(Stored items from a collection)
- Opening Delimiter -

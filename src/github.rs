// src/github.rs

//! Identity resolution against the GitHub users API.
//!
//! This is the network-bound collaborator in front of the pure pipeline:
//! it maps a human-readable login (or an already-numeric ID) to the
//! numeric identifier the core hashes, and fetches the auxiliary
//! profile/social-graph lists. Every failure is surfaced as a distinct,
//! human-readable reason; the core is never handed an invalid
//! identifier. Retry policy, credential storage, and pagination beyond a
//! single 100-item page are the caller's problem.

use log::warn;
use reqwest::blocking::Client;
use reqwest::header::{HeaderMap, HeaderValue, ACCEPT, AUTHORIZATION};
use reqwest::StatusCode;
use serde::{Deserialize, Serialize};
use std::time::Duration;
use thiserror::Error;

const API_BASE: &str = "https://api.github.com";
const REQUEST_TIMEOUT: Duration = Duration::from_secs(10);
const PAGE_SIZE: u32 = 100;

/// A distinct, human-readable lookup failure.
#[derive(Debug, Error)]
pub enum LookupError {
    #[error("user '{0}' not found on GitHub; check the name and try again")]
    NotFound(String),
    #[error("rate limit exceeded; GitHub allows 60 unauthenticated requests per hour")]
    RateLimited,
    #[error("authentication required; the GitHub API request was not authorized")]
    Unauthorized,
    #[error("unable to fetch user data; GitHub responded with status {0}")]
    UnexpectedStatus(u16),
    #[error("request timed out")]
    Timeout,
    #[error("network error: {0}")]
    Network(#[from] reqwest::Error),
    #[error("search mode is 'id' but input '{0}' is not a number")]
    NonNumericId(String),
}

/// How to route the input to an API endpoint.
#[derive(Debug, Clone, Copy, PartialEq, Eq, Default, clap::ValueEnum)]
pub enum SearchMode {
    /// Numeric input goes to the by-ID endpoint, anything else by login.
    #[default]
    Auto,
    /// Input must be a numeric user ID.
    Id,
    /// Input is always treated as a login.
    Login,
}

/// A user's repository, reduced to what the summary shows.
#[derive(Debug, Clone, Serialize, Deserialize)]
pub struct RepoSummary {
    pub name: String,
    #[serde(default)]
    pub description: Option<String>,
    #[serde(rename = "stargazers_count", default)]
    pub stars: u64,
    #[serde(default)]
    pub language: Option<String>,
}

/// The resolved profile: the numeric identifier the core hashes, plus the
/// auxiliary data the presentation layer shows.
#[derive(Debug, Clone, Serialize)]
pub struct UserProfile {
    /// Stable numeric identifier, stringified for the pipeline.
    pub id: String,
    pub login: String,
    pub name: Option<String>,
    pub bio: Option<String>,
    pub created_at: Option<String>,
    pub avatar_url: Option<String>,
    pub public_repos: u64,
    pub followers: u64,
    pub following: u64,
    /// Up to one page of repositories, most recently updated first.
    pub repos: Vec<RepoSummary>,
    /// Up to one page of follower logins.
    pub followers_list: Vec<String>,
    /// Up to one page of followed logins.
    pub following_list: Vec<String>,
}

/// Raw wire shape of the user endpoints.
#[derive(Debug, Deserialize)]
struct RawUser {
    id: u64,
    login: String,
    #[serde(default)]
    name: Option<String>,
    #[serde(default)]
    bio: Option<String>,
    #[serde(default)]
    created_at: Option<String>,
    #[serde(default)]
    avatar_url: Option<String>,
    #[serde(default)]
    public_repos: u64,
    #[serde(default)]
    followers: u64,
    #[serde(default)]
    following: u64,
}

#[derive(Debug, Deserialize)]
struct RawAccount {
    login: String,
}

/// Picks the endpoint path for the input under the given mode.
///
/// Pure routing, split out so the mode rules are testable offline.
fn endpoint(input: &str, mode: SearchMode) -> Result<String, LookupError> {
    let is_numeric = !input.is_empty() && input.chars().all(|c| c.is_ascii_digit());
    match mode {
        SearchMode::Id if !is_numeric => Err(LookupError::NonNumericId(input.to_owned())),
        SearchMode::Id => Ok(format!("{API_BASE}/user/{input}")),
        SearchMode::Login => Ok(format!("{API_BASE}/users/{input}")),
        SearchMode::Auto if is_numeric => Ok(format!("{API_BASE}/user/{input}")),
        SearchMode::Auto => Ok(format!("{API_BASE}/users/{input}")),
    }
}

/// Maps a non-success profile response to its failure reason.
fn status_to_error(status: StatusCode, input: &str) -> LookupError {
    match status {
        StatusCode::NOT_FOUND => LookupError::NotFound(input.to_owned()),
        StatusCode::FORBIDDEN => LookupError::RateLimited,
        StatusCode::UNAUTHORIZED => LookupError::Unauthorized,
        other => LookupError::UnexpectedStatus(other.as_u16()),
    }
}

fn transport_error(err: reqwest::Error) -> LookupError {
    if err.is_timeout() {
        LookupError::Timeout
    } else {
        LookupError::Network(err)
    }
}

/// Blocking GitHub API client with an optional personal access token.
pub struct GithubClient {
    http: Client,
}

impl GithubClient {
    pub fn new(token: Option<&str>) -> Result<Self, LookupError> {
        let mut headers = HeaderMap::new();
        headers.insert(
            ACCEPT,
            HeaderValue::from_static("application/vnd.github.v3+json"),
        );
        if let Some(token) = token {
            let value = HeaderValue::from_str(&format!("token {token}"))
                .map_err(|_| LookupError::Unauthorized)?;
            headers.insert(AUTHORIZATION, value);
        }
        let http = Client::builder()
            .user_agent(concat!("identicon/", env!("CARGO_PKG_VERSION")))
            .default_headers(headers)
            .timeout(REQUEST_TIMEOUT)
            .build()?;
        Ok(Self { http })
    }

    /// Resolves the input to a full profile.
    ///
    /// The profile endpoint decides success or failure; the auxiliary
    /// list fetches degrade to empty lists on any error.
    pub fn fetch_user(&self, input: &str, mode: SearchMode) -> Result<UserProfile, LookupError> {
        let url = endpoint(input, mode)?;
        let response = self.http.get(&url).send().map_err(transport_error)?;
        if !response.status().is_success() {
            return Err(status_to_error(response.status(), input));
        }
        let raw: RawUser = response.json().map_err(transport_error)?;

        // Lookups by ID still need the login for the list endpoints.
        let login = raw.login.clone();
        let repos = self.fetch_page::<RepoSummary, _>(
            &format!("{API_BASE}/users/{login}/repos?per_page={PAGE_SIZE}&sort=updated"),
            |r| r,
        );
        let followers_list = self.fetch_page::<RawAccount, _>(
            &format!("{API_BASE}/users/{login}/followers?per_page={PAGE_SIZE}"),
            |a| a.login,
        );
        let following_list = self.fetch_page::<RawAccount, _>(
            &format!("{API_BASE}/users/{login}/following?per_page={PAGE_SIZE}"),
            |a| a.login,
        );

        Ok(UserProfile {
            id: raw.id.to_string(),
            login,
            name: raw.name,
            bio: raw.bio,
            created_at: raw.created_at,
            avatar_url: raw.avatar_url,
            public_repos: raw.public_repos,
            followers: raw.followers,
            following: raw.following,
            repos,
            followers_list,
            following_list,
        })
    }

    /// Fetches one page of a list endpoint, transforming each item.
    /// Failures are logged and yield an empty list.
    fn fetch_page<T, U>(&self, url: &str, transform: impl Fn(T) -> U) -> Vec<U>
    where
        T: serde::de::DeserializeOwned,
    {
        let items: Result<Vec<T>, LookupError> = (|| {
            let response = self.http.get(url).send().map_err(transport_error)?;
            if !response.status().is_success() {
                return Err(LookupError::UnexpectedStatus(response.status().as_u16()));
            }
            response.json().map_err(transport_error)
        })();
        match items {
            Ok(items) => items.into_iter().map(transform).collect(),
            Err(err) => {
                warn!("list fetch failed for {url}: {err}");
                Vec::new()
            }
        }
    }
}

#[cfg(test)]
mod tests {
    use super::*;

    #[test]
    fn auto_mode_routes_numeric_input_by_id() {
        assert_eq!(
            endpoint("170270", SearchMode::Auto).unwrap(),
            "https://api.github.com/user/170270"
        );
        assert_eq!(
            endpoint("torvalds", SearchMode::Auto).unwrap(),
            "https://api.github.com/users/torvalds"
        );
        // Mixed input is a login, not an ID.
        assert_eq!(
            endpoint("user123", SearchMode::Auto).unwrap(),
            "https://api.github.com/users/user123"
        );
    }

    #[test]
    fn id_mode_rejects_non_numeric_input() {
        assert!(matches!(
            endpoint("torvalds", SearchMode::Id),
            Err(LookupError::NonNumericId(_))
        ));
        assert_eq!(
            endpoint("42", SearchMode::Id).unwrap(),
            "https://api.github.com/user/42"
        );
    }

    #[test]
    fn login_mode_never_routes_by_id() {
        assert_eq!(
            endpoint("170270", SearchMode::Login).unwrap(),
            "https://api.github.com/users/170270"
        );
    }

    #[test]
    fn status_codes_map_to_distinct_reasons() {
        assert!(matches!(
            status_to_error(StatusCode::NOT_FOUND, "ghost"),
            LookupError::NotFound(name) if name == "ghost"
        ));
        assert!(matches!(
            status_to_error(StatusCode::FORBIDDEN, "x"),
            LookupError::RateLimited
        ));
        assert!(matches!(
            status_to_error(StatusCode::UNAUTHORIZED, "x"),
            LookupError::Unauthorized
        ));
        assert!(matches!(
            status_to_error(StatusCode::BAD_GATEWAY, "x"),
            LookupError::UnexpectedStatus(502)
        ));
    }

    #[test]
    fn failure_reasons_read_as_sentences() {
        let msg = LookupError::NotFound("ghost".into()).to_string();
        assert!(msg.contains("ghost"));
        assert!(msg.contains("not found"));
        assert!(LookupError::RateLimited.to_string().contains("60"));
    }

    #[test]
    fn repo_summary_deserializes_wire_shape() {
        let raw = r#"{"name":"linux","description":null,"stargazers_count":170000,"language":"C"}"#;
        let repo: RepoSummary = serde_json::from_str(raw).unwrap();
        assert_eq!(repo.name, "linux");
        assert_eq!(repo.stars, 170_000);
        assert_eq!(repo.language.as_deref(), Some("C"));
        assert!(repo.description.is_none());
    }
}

- Closing Delimiter -

REQUIRED ACTION
Gather each line in these records that contains the string "NotFound".

COMPLETED EXERCISE
    NotFound(String),
        StatusCode::NOT_FOUND => LookupError::NotFound(input.to_owned()),
            LookupError::NotFound(name) if name == "ghost"
        let msg = LookupError::NotFound("ghost".into()).to_string();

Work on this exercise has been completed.